O ator Hilton Cobra, no monólogo apresentado pelo SescSP. (Foto: Kaian Alves)
O monólogo Traga-me a Cabeça de Lima Barreto! teve apresentação inédita online, ao vivo e gratuita na noite do domingo (12), às 21h30, no perfil @SescAoVivo no Instagram e na página do SescSP no YouTube, dentro do projeto #EmCasaComSesc. A peça está há três anos em cartaz, foi assistida por mais de 20 mil pessoas em diferentes cidades do Brasil e agora tem a possibilidade de chegar a um público ainda maior. Está a disposição do público, gratuitamente, com restrição de idade.
A apresentação foi feita no endereço do ator Hilton Cobra, em Santa Teresa, no centro do Rio de Janeiro, bairro onde se concentra grande população de profissionais da cultura e da arte, cercado por comunidades de favela.
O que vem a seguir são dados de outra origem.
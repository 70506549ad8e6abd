// ============================================
// File: crates/kpxc-browser/src/error.rs
// ============================================
//! # Browser Error Types
//!
//! ## Last Modified
//! v0.1.0 - Initial error set for client, proxy and interceptor

use std::path::Path;

use thiserror::Error;

use kpxc_common::CommonError;
use kpxc_core::CoreError;
use kpxc_transport::TransportError;

/// Result type for browser operations.
pub type Result<T> = std::result::Result<T, BrowserError>;

/// KeePassXC error code: action cancelled or denied by the user.
pub const ERROR_ACTION_CANCELLED_OR_DENIED: i64 = 6;

/// KeePassXC error code: association failed.
pub const ERROR_ASSOCIATION_FAILED: i64 = 8;

/// Browser error types.
#[derive(Error, Debug)]
pub enum BrowserError {
    // ========================================
    // Configuration Errors
    // ========================================

    /// Configuration file could not be read or parsed.
    #[error("Failed to load configuration from '{path}': {reason}")]
    ConfigLoad {
        /// Path of the configuration file
        path: String,
        /// Why loading failed
        reason: String,
    },

    /// A configuration value is out of range.
    #[error("Invalid configuration: {field} - {reason}")]
    ConfigInvalid {
        /// Dotted name of the offending field
        field: String,
        /// What is wrong with it
        reason: String,
    },

    /// No KeePassXC socket in any searched directory.
    #[error("KeePassXC socket not found (searched: {searched})")]
    SocketNotFound {
        /// Comma-separated candidate paths
        searched: String,
    },

    /// Association record could not be read or written.
    #[error("Association file '{path}': {reason}")]
    Persistence {
        /// Path of the association file
        path: String,
        /// Underlying failure
        reason: String,
    },

    // ========================================
    // Handshake Errors
    // ========================================

    /// `change-public-keys` was refused or returned no key.
    #[error("Public key exchange failed: {reason}")]
    HandshakeFailed {
        /// What went wrong
        reason: String,
    },

    /// The user or KeePassXC refused a new association.
    #[error("Association denied: {message}")]
    AssociationDenied {
        /// Error string from KeePassXC
        message: String,
        /// KeePassXC error code
        code: Option<i64>,
    },

    /// A stored association is no longer known to KeePassXC.
    #[error("Stored association rejected: {message}")]
    AssociationRejected {
        /// Error string from KeePassXC
        message: String,
        /// KeePassXC error code
        code: Option<i64>,
    },

    // ========================================
    // Interception Errors
    // ========================================

    /// An intercept hook refused a payload.
    #[error("Intercept hook failed: {reason}")]
    Hook {
        /// Reason given by the hook
        reason: String,
    },

    // ========================================
    // Wrapped Errors
    // ========================================

    /// Error from the common crate.
    #[error(transparent)]
    Common(#[from] CommonError),

    /// Error from the core crate.
    #[error(transparent)]
    Core(#[from] CoreError),

    /// Error from the transport crate.
    #[error(transparent)]
    Transport(#[from] TransportError),

    /// Filesystem I/O error.
    #[error("I/O error: {0}")]
    Io(#[from] std::io::Error),
}

impl BrowserError {
    // ========================================
    // Convenience Constructors
    // ========================================

    /// Creates a `ConfigLoad` error.
    pub fn config_load(path: impl Into<String>, reason: impl Into<String>) -> Self {
        Self::ConfigLoad {
            path: path.into(),
            reason: reason.into(),
        }
    }

    /// Creates a `ConfigInvalid` error.
    pub fn config_invalid(field: impl Into<String>, reason: impl Into<String>) -> Self {
        Self::ConfigInvalid {
            field: field.into(),
            reason: reason.into(),
        }
    }

    /// Creates a `Persistence` error.
    pub fn persistence(path: &Path, reason: impl ToString) -> Self {
        Self::Persistence {
            path: path.display().to_string(),
            reason: reason.to_string(),
        }
    }

    /// Creates a `HandshakeFailed` error.
    pub fn handshake_failed(reason: impl Into<String>) -> Self {
        Self::HandshakeFailed {
            reason: reason.into(),
        }
    }

    /// Creates a `Hook` error.
    pub fn hook(reason: impl Into<String>) -> Self {
        Self::Hook {
            reason: reason.into(),
        }
    }

    /// Re-types a remote `associate` failure.
    ///
    /// Codes 6 and 8 mean the user (or KeePassXC) refused the association;
    /// everything else stays a plain remote error.
    #[must_use]
    pub fn from_associate_failure(err: Self) -> Self {
        match err {
            Self::Core(CoreError::Remote { message, code })
                if matches!(
                    code,
                    Some(ERROR_ACTION_CANCELLED_OR_DENIED | ERROR_ASSOCIATION_FAILED)
                ) =>
            {
                Self::AssociationDenied { message, code }
            }
            other => other,
        }
    }

    /// Re-types a remote `test-associate` failure.
    #[must_use]
    pub fn from_test_associate_failure(err: Self) -> Self {
        match err {
            Self::Core(CoreError::Remote { message, code }) => {
                Self::AssociationRejected { message, code }
            }
            other => other,
        }
    }

    // ========================================
    // Classification
    // ========================================

    /// Returns `true` for configuration and discovery failures.
    #[must_use]
    pub const fn is_config_error(&self) -> bool {
        matches!(
            self,
            Self::ConfigLoad { .. } | Self::ConfigInvalid { .. } | Self::SocketNotFound { .. }
        )
    }

    /// Returns `true` if a box failed to open or seal.
    #[must_use]
    pub const fn is_crypto_error(&self) -> bool {
        match self {
            Self::Core(e) => e.is_crypto_error(),
            _ => false,
        }
    }

    /// Returns `true` for malformed or unexpected messages.
    #[must_use]
    pub const fn is_protocol_error(&self) -> bool {
        match self {
            Self::Core(e) => e.is_protocol_error(),
            _ => false,
        }
    }

    /// Returns `true` if an operation ran in the wrong state.
    #[must_use]
    pub const fn is_state_error(&self) -> bool {
        match self {
            Self::Core(e) => e.is_state_error(),
            _ => false,
        }
    }

    /// Returns `true` if the session can no longer be trusted.
    #[must_use]
    pub const fn is_integrity_failure(&self) -> bool {
        match self {
            Self::Core(e) => e.is_integrity_failure(),
            _ => false,
        }
    }

    /// Returns `true` if KeePassXC reported the failure.
    #[must_use]
    pub const fn is_remote(&self) -> bool {
        match self {
            Self::Core(e) => e.is_remote(),
            Self::AssociationDenied { .. } | Self::AssociationRejected { .. } => true,
            _ => false,
        }
    }

    /// Returns `true` if retrying the higher-level operation may succeed.
    #[must_use]
    pub fn is_retryable(&self) -> bool {
        match self {
            Self::Transport(e) => e.is_retryable(),
            _ => self.is_remote(),
        }
    }

    /// Returns `true` if a receive timed out.
    #[must_use]
    pub fn is_timeout(&self) -> bool {
        matches!(self, Self::Transport(e) if e.is_timeout())
    }

    /// Returns `true` if a connection was closed.
    #[must_use]
    pub fn is_closed(&self) -> bool {
        matches!(self, Self::Transport(e) if e.is_closed())
    }
}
Escrita pelo diretor e dramaturgo Luiz Marfuz, especialmente para comemorar os 40 anos de carreira do ator Hilton Cobra, com direção de Onissajé (Fernanda Júlia), a peça mostra uma imaginária sessão de autópsia na cabeça de Lima Barreto, conduzida por médicos eugenistas, defensores da higienização racial no Brasil, na década de 1930. O propósito seria esclarecer “como um cérebro considerado inferior poderia ter produzido uma obra literária de porte se o privilégio da arte nobre e da boa escrita é das raças tidas como superiores?”. A partir desse embate, a peça mostra as várias facetas da personalidade e da genialidade de Lima Barreto, refletindo sobre loucura, racismo e eugenia, a obra não reconhecida e os enfrentamentos políticos e literários de sua época.
A narrativa ganha força com trechos dos filmes “Homo Sapiens 1900” e “Arquitetura da Destruição”– ambos cedidos gentilmente pelo cineasta sueco Peter Cohen – que mostram fortes imagens da eugenia racial e da arte censurada pelo regime hitlerista. O cenário, de Marcio Meirelles – um manifesto de palavras – contribui para a força cênica juntamente com o figurino de Biza Vianna, a luz de Jorginho de Carvalho, a direção de movimento de Zebrinha, a música de Jarbas Bittencourt e a direção de vídeos de David Aynan. Os atores Lázaro Ramos, Caco Monteiro, Frank Menezes, Harildo Déda, Hebe Alves, Rui Manthur e Stephane Bourgade – todos amigos e admiradores do trabalho de Cobra, emprestam suas vozes para a leitura em off de textos de apoio à cena.
Hilton Cobra, que criou a Cia dos Comuns em 2001, com o propósito de trazer à cena uma cosmovisão artisticamente negra especialmente no âmbito das artes cênicas, fala da motivação para encenar Traga-me a cabeça de Lima Barreto!: “É importante e providencial discutir eugenia e racismo a partir de Lima Barreto nesses tempos de pandemia, onde a população negra é a mais atingida e de amplo debate sobre racismo, principalmente depois que George Floyd”, lembra, referindo-se ao soldado negro norte-americano, foi assassinado em Minneapolis, no dia 25 de maio de 2020 (dia em que se celebra o dia de África), estrangulado por um policial branco que ajoelhou-se em seu pescoço durante uma abordagem por supostamente usar uma nota falsificada de US$ 20.
Cobra afirma ainda que “também é um reconhecimento à Lima – um autor pisoteado, injustiçado, que abriu na literatura brasileira ‘a sua pátria estética’, os pisoteados, loucos, os privados de liberdade. Acredito que ele deve ter sido, se não o primeiro, um dos primeiros autores brasileiros que colocaram esse ‘submundo’ em qualidade e com importância dentro de uma obra literária. É bom ressaltar que como George Floyd, Lima Barreto nunca conseguiu respirar livremente, mas ainda assim produziu uma das obras mais geniais e consistentes do Brasil pós-império”, considera.